In both lines, with only the queens and one minor piece each exchanged, it could be argued that we are still in a queenless middlegame, in which therefore some middlegame themes still apply.

After 1.e4 e5 2.Nf3 Nc6 3.Bb5 a6 4.Bxc6 dxc6 5.d4 exd4 6.Qxd4 Qxd4 7.Nxd4 it is Black to move, so he is only the usual one half-move behind in development and, being able to castle, is able to connect his rooks and coordinate his forces rather quickly and easily.

But after 1.e4 e5 2.Nf3 Nc6 3.Bb5 Nf6 4.0–0 Nxe4 5.d4 Nd6 6.Bxc6 dxc6 7.dxe5 Nf5 8.Qxd8+ Kxd8 it is White to move, so White is two tempi ahead in development.

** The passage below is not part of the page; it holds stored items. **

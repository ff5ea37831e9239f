//! Benchmark Metric Row (spec.md §3) — the Benchmark Store's unit of storage.

use chrono::{DateTime, Utc};
use serde::{Deserialize, Serialize};

#[derive(Debug, Clone, Serialize, Deserialize)]
pub struct BenchmarkMetricRow {
    pub model_id: String,
    pub source: String,
    pub metric_name: String,
    pub value: f64,
    pub unit: String,
    #[serde(default)]
    pub task: Option<String>,
    #[serde(default)]
    pub difficulty: Option<String>,
    pub timestamp: DateTime<Utc>,
}

impl BenchmarkMetricRow {
    /// The `(model_id, source, metric)` conflict/uniqueness key (invariant I2).
    pub fn key(&self) -> (String, String, String) {
        (self.model_id.clone(), self.source.clone(), self.metric_name.clone())
    }
}
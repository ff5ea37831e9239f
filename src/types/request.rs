//! Recommendation Request (spec.md §3/§6).

use super::classification::{Priority, TaskType};
use super::model::Complexity;
use serde::{Deserialize, Serialize};

fn default_max_results() -> usize {
    10
}

#[derive(Debug, Clone, Default, Serialize, Deserialize)]
pub struct Constraints {
    #[serde(default)]
    pub max_cost_per_1k: Option<f64>,
    #[serde(default)]
    pub max_latency_ms: Option<u32>,
    #[serde(default)]
    pub allowed_providers: Option<Vec<String>>,
    #[serde(default)]
    pub allowed_models: Option<Vec<String>>,
    #[serde(default)]
    pub excluded_models: Option<Vec<String>>,
    #[serde(default)]
    pub open_source: Option<bool>,
    #[serde(default)]
    pub free_tier: Option<bool>,
    #[serde(default)]
    pub min_context_window: Option<u32>,
}

#[derive(Debug, Clone, Deserialize, Serialize)]
pub struct RecommendationRequest {
    pub prompt: String,
    #[serde(default)]
    pub task_type: Option<TaskType>,
    #[serde(default)]
    pub category: Option<String>,
    #[serde(default)]
    pub complexity: Option<Complexity>,
    #[serde(default)]
    pub priority: Option<Priority>,
    #[serde(default)]
    pub constraints: Constraints,
    #[serde(default = "default_max_results")]
    pub max_results: usize,
}

impl RecommendationRequest {
    pub fn validate(&self) -> Result<(), String> {
        if self.prompt.trim().is_empty() {
            return Err("prompt must not be empty".into());
        }
        Ok(())
    }
}
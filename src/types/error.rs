//! Crate-wide error type.
//!
//! Every variant maps onto one of the stable wire `code` values from the
//! public API (spec.md §6/§7). Internal-only failure modes (`Io`, `Json`,
//! `Toml`) never escape past the admin/reload endpoints that can trigger
//! them.

use axum::http::StatusCode;
use axum::response::{IntoResponse, Response};
use axum::Json;
use serde::Serialize;

pub type RouterResult<T> = Result<T, RouterError>;

#[derive(Debug, thiserror::Error)]
pub enum RouterError {
    #[error("invalid request: {0}")]
    InvalidRequest(String),

    #[error("no candidates matched the request")]
    NoCandidates,

    #[error("failed to fetch models: {0}")]
    ModelsFetchFailed(String),

    #[error("classification failed: {0}")]
    ClassificationFailed(String),

    #[error("analytics feed unavailable: {0}")]
    FeedUnavailable(String),

    #[error("failed to load catalog: {0}")]
    CatalogLoadFailed(String),

    #[error("rate limit exceeded")]
    RateLimitExceeded,

    #[error("unauthorized")]
    Unauthorized,

    #[error("not found: {0}")]
    NotFound(String),

    #[error("service unavailable: {0}")]
    ServiceUnavailable(String),

    #[error("I/O error: {0}")]
    Io(#[from] std::io::Error),

    #[error("JSON error: {0}")]
    Json(#[from] serde_json::Error),

    #[error("TOML error: {0}")]
    Toml(String),

    #[error("configuration error: {0}")]
    Config(String),
}

impl RouterError {
    /// Stable wire code, per spec.md §6 `Error codes`.
    pub fn code(&self) -> &'static str {
        match self {
            RouterError::InvalidRequest(_) => "invalid_request",
            RouterError::NoCandidates => "no_candidates",
            RouterError::ModelsFetchFailed(_) => "models_fetch_failed",
            RouterError::ClassificationFailed(_) => "classification_failed",
            RouterError::FeedUnavailable(_) => "feed_unavailable",
            RouterError::CatalogLoadFailed(_) => "catalog_load_failed",
            RouterError::RateLimitExceeded => "rate_limit_exceeded",
            RouterError::Unauthorized => "unauthorized",
            RouterError::NotFound(_) => "not_found",
            RouterError::ServiceUnavailable(_) => "service_unavailable",
            RouterError::Io(_) | RouterError::Json(_) | RouterError::Toml(_) => "internal_error",
            RouterError::Config(_) => "internal_error",
        }
    }

    fn status(&self) -> StatusCode {
        match self {
            RouterError::InvalidRequest(_) => StatusCode::BAD_REQUEST,
            RouterError::NoCandidates => StatusCode::OK,
            RouterError::ModelsFetchFailed(_) => StatusCode::BAD_GATEWAY,
            RouterError::ClassificationFailed(_) => StatusCode::INTERNAL_SERVER_ERROR,
            RouterError::FeedUnavailable(_) => StatusCode::BAD_GATEWAY,
            RouterError::CatalogLoadFailed(_) => StatusCode::INTERNAL_SERVER_ERROR,
            RouterError::RateLimitExceeded => StatusCode::TOO_MANY_REQUESTS,
            RouterError::Unauthorized => StatusCode::UNAUTHORIZED,
            RouterError::NotFound(_) => StatusCode::NOT_FOUND,
            RouterError::ServiceUnavailable(_) => StatusCode::SERVICE_UNAVAILABLE,
            RouterError::Io(_) | RouterError::Json(_) | RouterError::Toml(_) | RouterError::Config(_) => {
                StatusCode::INTERNAL_SERVER_ERROR
            }
        }
    }
}

#[derive(Debug, Serialize)]
pub struct ErrorDetail {
    pub code: &'static str,
    pub message: String,
    #[serde(skip_serializing_if = "Option::is_none")]
    pub details: Option<serde_json::Value>,
}

#[derive(Debug, Serialize)]
pub struct ErrorBody {
    pub error: ErrorDetail,
}

impl IntoResponse for RouterError {
    fn into_response(self) -> Response {
        let status = self.status();
        let body = ErrorBody {
            error: ErrorDetail {
                code: self.code(),
                message: self.to_string(),
                details: None,
            },
        };
        (status, Json(body)).into_response()
    }
}

#[cfg(test)]
mod tests {
    use super::*;

    #[test]
    fn codes_are_stable() {
        assert_eq!(RouterError::InvalidRequest("x".into()).code(), "invalid_request");
        assert_eq!(RouterError::NoCandidates.code(), "no_candidates");
        assert_eq!(RouterError::Unauthorized.code(), "unauthorized");
    }
}
//! Classifier Rules (spec.md §3/§4.5/§6) — the JSON shape for hot-reloadable
//! classification rules: `{priority, categories, difficulty, sentiment}`.

use serde::{Deserialize, Serialize};
use std::collections::HashMap;

#[derive(Debug, Clone, Default, Serialize, Deserialize)]
pub struct TermGroup {
    pub terms: Vec<String>,
    pub weight: f64,
    #[serde(default)]
    pub max_matches: Option<usize>,
}

#[derive(Debug, Clone, Default, Serialize, Deserialize)]
pub struct RegexRule {
    pub pattern: String,
    pub weight: f64,
}

#[derive(Debug, Clone, Default, Serialize, Deserialize)]
pub struct CooccurrenceRule {
    pub any_of_a: Vec<String>,
    pub any_of_b: Vec<String>,
    pub weight: f64,
}

#[derive(Debug, Clone, Default, Serialize, Deserialize)]
pub struct CategoryRule {
    #[serde(default)]
    pub contains: Vec<TermGroup>,
    #[serde(default)]
    pub startswith: Vec<TermGroup>,
    #[serde(default)]
    pub endswith: Vec<TermGroup>,
    #[serde(default)]
    pub regex: Vec<RegexRule>,
    #[serde(default)]
    pub cooccurrence: Vec<CooccurrenceRule>,
    #[serde(default = "default_threshold")]
    pub threshold: f64,
    #[serde(default = "default_scalar")]
    pub weight_scalar: f64,
}

fn default_threshold() -> f64 {
    0.0
}

fn default_scalar() -> f64 {
    1.0
}

#[derive(Debug, Clone, Serialize, Deserialize)]
pub struct DifficultyRule {
    #[serde(default = "default_length_weight")]
    pub length_weight: f64,
    #[serde(default = "default_struct_weight")]
    pub struct_weight: f64,
    #[serde(default = "default_req_weight")]
    pub req_weight: f64,
    #[serde(default = "default_domain_weight")]
    pub domain_weight: f64,
    #[serde(default = "default_length_cap")]
    pub length_cap_tokens: f64,
    #[serde(default = "default_newline_cap")]
    pub newline_cap: f64,
    #[serde(default)]
    pub requirement_terms: Vec<String>,
    #[serde(default)]
    pub domain_hard_terms: HashMap<String, Vec<String>>,
    #[serde(default = "default_domain_base")]
    pub domain_base: f64,
    #[serde(default = "default_domain_increment")]
    pub domain_increment: f64,
    #[serde(default = "default_domain_max")]
    pub domain_max: f64,
    #[serde(default = "default_simple_threshold")]
    pub simple_threshold: f64,
    #[serde(default = "default_hard_threshold")]
    pub hard_threshold: f64,
    #[serde(default = "default_expert_hard_term_count")]
    pub expert_hard_term_count: usize,
}

fn default_length_weight() -> f64 {
    0.45
}
fn default_struct_weight() -> f64 {
    0.15
}
fn default_req_weight() -> f64 {
    0.25
}
fn default_domain_weight() -> f64 {
    0.15
}
fn default_length_cap() -> f64 {
    500.0
}
fn default_newline_cap() -> f64 {
    20.0
}
fn default_domain_base() -> f64 {
    0.0
}
fn default_domain_increment() -> f64 {
    0.15
}
fn default_domain_max() -> f64 {
    1.0
}
fn default_simple_threshold() -> f64 {
    0.33
}
fn default_hard_threshold() -> f64 {
    0.66
}
fn default_expert_hard_term_count() -> usize {
    3
}

impl Default for DifficultyRule {
    fn default() -> Self {
        Self {
            length_weight: default_length_weight(),
            struct_weight: default_struct_weight(),
            req_weight: default_req_weight(),
            domain_weight: default_domain_weight(),
            length_cap_tokens: default_length_cap(),
            newline_cap: default_newline_cap(),
            requirement_terms: Vec::new(),
            domain_hard_terms: HashMap::new(),
            domain_base: default_domain_base(),
            domain_increment: default_domain_increment(),
            domain_max: default_domain_max(),
            simple_threshold: default_simple_threshold(),
            hard_threshold: default_hard_threshold(),
            expert_hard_term_count: default_expert_hard_term_count(),
        }
    }
}

#[derive(Debug, Clone, Serialize, Deserialize)]
pub struct SentimentRule {
    #[serde(default)]
    pub positive_terms: Vec<String>,
    #[serde(default)]
    pub negative_terms: Vec<String>,
    #[serde(default = "default_negation_pattern")]
    pub negation_pattern: String,
    #[serde(default = "default_min_gap")]
    pub min_gap: i64,
}

fn default_negation_pattern() -> String {
    r"\bnot\s+(\w+)".to_string()
}

fn default_min_gap() -> i64 {
    1
}

impl Default for SentimentRule {
    fn default() -> Self {
        Self {
            positive_terms: Vec::new(),
            negative_terms: Vec::new(),
            negation_pattern: default_negation_pattern(),
            min_gap: default_min_gap(),
        }
    }
}

#[derive(Debug, Clone, Default, Serialize, Deserialize)]
pub struct TaskTypeRules {
    #[serde(default)]
    pub image: CategoryRule,
    #[serde(default)]
    pub video: CategoryRule,
    #[serde(default)]
    pub audio: CategoryRule,
    #[serde(default)]
    pub text: CategoryRule,
}

#[derive(Debug, Clone, Default, Serialize, Deserialize)]
pub struct ClassifierRuleSet {
    #[serde(default)]
    pub category_priority: Vec<String>,
    #[serde(default)]
    pub categories: HashMap<String, CategoryRule>,
    #[serde(default)]
    pub task_types: TaskTypeRules,
    #[serde(default)]
    pub difficulty: DifficultyRule,
    #[serde(default)]
    pub sentiment: SentimentRule,
}
//! llm-router entry point: load configuration, build the runtime, serve HTTP.

use llm_router::{init_logging, RouterConfig, RouterError, RouterRuntime};
use std::path::PathBuf;

#[tokio::main]
async fn main() -> Result<(), RouterError> {
    init_logging();

    tracing::info!("llm-router v{}", env!("CARGO_PKG_VERSION"));

    let config_path = std::env::var("ROUTER_CONFIG").map(PathBuf::from).unwrap_or_else(|_| PathBuf::from("config.toml"));
    let config = RouterConfig::load(&config_path)?;
    tracing::info!(path = %config_path.display(), "configuration loaded");

    let runtime = RouterRuntime::new(config)?;
    runtime.start().await
}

In addition, Black finds it difficult to coordinate his forces and connect his rooks, since he cannot castle. Also the Nf5 is not ideally placed and often needs to move again. Finally Black often needs to consume more time with ...h6 to control g5 and protect his bishop pair from harassment. IMHO compared with the Exchange Variation, in the Berlin Wall it takes a strong player to be able to coordinate Black's forces and make good use of the bishop pair

PS Isn't it interesting how chess theory is so often cyclical? Tarrasch and Pillsbury both played and thought highly of the Berlin Wall. For instance, in Tarrasch's "The Game of Chess" he wrote after Black's 8th move: "The play has brought about an end-game in which the chances are approximately equal. White's king's pawn is not well placed, and Black's two bishops ensure him a good game."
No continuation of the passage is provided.